Number of functional release sites for L2/3 to L2/3 connections correlates with number of putative anatomical contacts. a, A photomicrograph showing the two points of contact (circled) between the presynaptic axon and postsynaptic dendrite of a synaptically connected pair of L2/3 neurons. The two inset boxes show the contact sites at higher magnification (at slightly different focal planes to the main image). b, Model fit values of N correlate with the number of anatomical contact points between presynaptic axons and postsynaptic dendrites (linear regression is red dotted line; r² = 0.48, p < 0.05).

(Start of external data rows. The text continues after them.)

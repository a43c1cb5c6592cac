//! Mirror selection
//!
//! The backend is served from several interchangeable origins. Before the
//! first request a session walks the configured list in priority order and
//! settles on the first origin that answers a HEAD probe.

use std::sync::Arc;
use std::time::Duration;

use url::Url;

use crate::client::Transport;
use crate::error::{Result, RezkaError};
use crate::url::{build_probe_url, normalize_base};

/// Mirrors used when no list is configured, highest priority first
pub const DEFAULT_MIRRORS: &[&str] = &["https://hdrezka.ag", "https://flymaterez.net"];

/// Non-empty, ordered list of absolute http(s) mirror origins
#[derive(Debug, Clone, PartialEq, Eq)]
pub struct MirrorList {
    mirrors: Vec<String>,
}

impl MirrorList {
    /// Validate and normalize a candidate list
    ///
    /// # Errors
    /// - `InvalidMirrorList` if `mirrors` is empty
    /// - `InvalidUrl` if an entry is not an absolute http(s) URL
    pub fn new<I, S>(mirrors: I) -> Result<Self>
    where
        I: IntoIterator<Item = S>,
        S: AsRef<str>,
    {
        let mut validated = Vec::new();

        for mirror in mirrors {
            let raw = mirror.as_ref().trim();
            let parsed = Url::parse(raw).map_err(|_| RezkaError::InvalidUrl(raw.to_string()))?;
            if !matches!(parsed.scheme(), "http" | "https") || !parsed.has_host() {
                return Err(RezkaError::InvalidUrl(raw.to_string()));
            }
            validated.push(normalize_base(raw));
        }

        if validated.is_empty() {
            return Err(RezkaError::InvalidMirrorList(
                "at least one mirror is required".to_string(),
            ));
        }

        Ok(Self { mirrors: validated })
    }

    /// Highest-priority mirror, used as the fail-open fallback
    pub fn primary(&self) -> &str {
        &self.mirrors[0]
    }

    pub fn iter(&self) -> impl Iterator<Item = &str> {
        self.mirrors.iter().map(String::as_str)
    }

    pub fn len(&self) -> usize {
        self.mirrors.len()
    }

    /// Never true for a constructed list
    pub fn is_empty(&self) -> bool {
        self.mirrors.is_empty()
    }
}

impl Default for MirrorList {
    fn default() -> Self {
        Self {
            mirrors: DEFAULT_MIRRORS.iter().map(|m| m.to_string()).collect(),
        }
    }
}

/// Picks a reachable mirror
///
/// Probes are sequential, one per candidate, each bounded by `probe_timeout`.
/// There are no retries and the result is not re-checked later.
#[derive(Clone)]
pub struct MirrorResolver {
    transport: Arc<dyn Transport>,
    probe_timeout: Duration,
}

impl MirrorResolver {
    pub fn new(transport: Arc<dyn Transport>, probe_timeout: Duration) -> Self {
        Self {
            transport,
            probe_timeout,
        }
    }

    pub fn probe_timeout(&self) -> Duration {
        self.probe_timeout
    }

    /// Return the first mirror that answers its probe
    ///
    /// Stops probing at the first success. If every probe fails the primary
    /// mirror is returned anyway, so callers always get a base URL.
    pub async fn resolve(&self, mirrors: &MirrorList) -> String {
        for mirror in mirrors.iter() {
            let probe_url = build_probe_url(mirror);
            match self.transport.probe(&probe_url, self.probe_timeout).await {
                Ok(()) => {
                    tracing::info!("Using mirror {}", mirror);
                    return mirror.to_string();
                }
                Err(e) => {
                    tracing::warn!("Mirror {} is not available: {}", mirror, e);
                }
            }
        }

        tracing::warn!(
            "No mirror answered, falling back to {}",
            mirrors.primary()
        );
        mirrors.primary().to_string()
    }
}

Confidence limits for model fits of N overlap anatomical N values in the majority of cases (on the blue unity line), whereas five of the nine points were exact matches between functional N and anatomical N. Note that there are two points on the graph at coordinates (2,2). One is a black symbol, and the other one is gray (slightly offset from black). c, The distribution of contact sites for the 13 reconstructed pairs of neurons are primarily on basal dendrites (B; 23) and apical obliques (AO; 10), with only one contact site (1) on the main apical dendrite (A). d, Putative synaptic contact points are mostly proximal to the soma at a mean distance of 62 ± 38 μm. e, Mean distance of synaptic contacts from the postsynaptic soma for a connection (bars represent ranges) is correlated with corrected (synaptic) Q value (r² = 0.62, p < 0.01); distance was not correlated with uncorrected (somatic) Q value (data not shown; r² = 0.24, p > 0.05). For derivation of corrected Q values, see supplemental Figure 6 (available at www.jneurosci.org as supplemental material). The mean EPSP rise time for each connected pair of neurons that was subsequently anatomically reconstructed, color coded by the dendritic location of putative synaptic contacts, is shown in g. Four connections had putative contacts on both basal (black) and apical oblique (blue, separated by a white line) dendrites. This correlates well with modeling data (f) shown previously in Figure 3c.

Figure 7.

A strong correlation between presynaptic and postsynaptic efficacy exists for both L2/3 to L2/3 connections and inputs to L5. a, Quantal size is correlated with release probability for L2/3 to L2/3 connections (r² = 0.37, p < 0.001). The three colored points refer to the three example connections d–f. The correlation between presynaptic and postsynaptic efficacy also holds for L5 inputs (b; r² = 0.51, p < 0.01). c, For L 2/3 to L 2/3 connections, P_r is also negatively correlated with N (r² = 0.36, p < 0.001). The error bars in a–c are SEs. Red dotted lines in a–c represent linear fits. d–f, Representative examples of L2/3 to L2/3 connections for which we were able to fit a binomial model (illustrated in a as colored points; connection d refers to the blue circle, connection e to the pink circle, and connection f to the green circle). The strength of connection is represented by the color, with blue representing a weak connection and green representing a strong connection. Binomial model fit parameters are also listed for each connection.

Figure 8.

Correlation between EPSP amplitude and presynaptic/postsynaptic efficacy. Correlation between mean somatic EPSP amplitude and somatic Q for L2/3 to L2/3 connections (a; n = 50, r² = 0.64, p < 0.001) and inputs to L5 (b; n = 12, r² = 0.37, p < 0.05). Correlation between mean EPSP amplitude and quantal content (m), a measure of presynaptic strength, for L2/3 to L2/3 connections (c; r² = 0.51, p < 0.001) and inputs to layer 5 (d; r² = 0.79, p < 0.001). The correlation in c for L2/3 to L2/3 pairs can be shown to be primarily attributable to release probability being strongly correlated with mean amplitude (e; r² = 0.34, p < 0.001) with number of release sites uncorrelated with EPSP amplitude (f; r² = 0.01, p > 0.05). Dotted lines represent linear fits.